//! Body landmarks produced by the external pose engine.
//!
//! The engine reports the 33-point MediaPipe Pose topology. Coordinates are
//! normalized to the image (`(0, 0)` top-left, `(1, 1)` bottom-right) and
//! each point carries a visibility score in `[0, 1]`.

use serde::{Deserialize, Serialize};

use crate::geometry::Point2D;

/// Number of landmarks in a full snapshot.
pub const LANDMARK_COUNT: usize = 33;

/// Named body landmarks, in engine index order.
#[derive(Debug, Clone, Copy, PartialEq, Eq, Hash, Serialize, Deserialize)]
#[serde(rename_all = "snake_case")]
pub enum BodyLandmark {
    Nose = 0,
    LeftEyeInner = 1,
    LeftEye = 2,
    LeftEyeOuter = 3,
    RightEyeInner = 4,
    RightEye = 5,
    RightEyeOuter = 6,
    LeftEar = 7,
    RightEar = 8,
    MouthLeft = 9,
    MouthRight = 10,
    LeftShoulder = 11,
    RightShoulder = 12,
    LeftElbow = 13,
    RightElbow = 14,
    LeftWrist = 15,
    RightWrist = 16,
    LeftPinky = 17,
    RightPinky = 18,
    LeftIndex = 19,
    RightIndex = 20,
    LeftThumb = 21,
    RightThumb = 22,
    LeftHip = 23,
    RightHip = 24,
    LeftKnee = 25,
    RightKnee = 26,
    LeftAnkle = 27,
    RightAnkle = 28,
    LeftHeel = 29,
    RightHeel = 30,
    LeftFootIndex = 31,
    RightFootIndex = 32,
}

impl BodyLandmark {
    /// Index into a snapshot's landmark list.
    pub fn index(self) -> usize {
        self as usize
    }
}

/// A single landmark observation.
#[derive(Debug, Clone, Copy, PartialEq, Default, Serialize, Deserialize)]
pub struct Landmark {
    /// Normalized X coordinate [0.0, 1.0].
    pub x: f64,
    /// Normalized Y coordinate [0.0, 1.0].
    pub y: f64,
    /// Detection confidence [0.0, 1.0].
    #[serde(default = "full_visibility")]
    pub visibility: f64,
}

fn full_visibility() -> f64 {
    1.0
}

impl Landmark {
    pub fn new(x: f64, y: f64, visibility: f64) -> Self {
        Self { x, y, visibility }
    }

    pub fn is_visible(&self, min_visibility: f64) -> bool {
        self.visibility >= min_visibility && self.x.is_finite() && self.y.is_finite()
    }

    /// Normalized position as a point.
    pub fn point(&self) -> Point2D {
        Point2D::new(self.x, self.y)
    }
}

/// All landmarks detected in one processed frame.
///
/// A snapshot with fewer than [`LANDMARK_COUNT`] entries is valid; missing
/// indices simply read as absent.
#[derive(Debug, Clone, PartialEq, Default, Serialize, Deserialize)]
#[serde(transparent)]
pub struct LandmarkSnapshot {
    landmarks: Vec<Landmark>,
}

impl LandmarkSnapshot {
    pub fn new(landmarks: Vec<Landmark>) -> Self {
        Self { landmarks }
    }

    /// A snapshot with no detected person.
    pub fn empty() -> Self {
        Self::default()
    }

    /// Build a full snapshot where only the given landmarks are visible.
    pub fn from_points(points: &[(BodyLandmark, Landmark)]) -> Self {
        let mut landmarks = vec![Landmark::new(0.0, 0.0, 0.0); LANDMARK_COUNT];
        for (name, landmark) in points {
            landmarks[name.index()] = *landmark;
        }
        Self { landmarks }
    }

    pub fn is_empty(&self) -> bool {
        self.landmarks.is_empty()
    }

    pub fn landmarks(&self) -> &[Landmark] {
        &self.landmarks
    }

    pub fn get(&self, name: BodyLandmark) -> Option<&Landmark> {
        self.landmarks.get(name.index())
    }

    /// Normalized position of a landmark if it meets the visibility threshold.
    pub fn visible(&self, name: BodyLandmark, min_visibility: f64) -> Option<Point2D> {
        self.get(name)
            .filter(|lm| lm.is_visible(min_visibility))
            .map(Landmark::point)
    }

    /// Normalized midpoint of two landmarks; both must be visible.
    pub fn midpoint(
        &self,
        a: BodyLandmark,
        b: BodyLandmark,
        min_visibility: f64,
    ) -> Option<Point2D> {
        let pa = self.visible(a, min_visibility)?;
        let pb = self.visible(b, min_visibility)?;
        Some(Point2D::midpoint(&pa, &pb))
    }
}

BRIEF: Give every line of the material that includes the string "Copy".

RESULT FOR THIS TASK:
#[derive(Debug, Clone, Copy, PartialEq, Eq, Hash, Serialize, Deserialize)]
#[derive(Debug, Clone, Copy, PartialEq, Default, Serialize, Deserialize)]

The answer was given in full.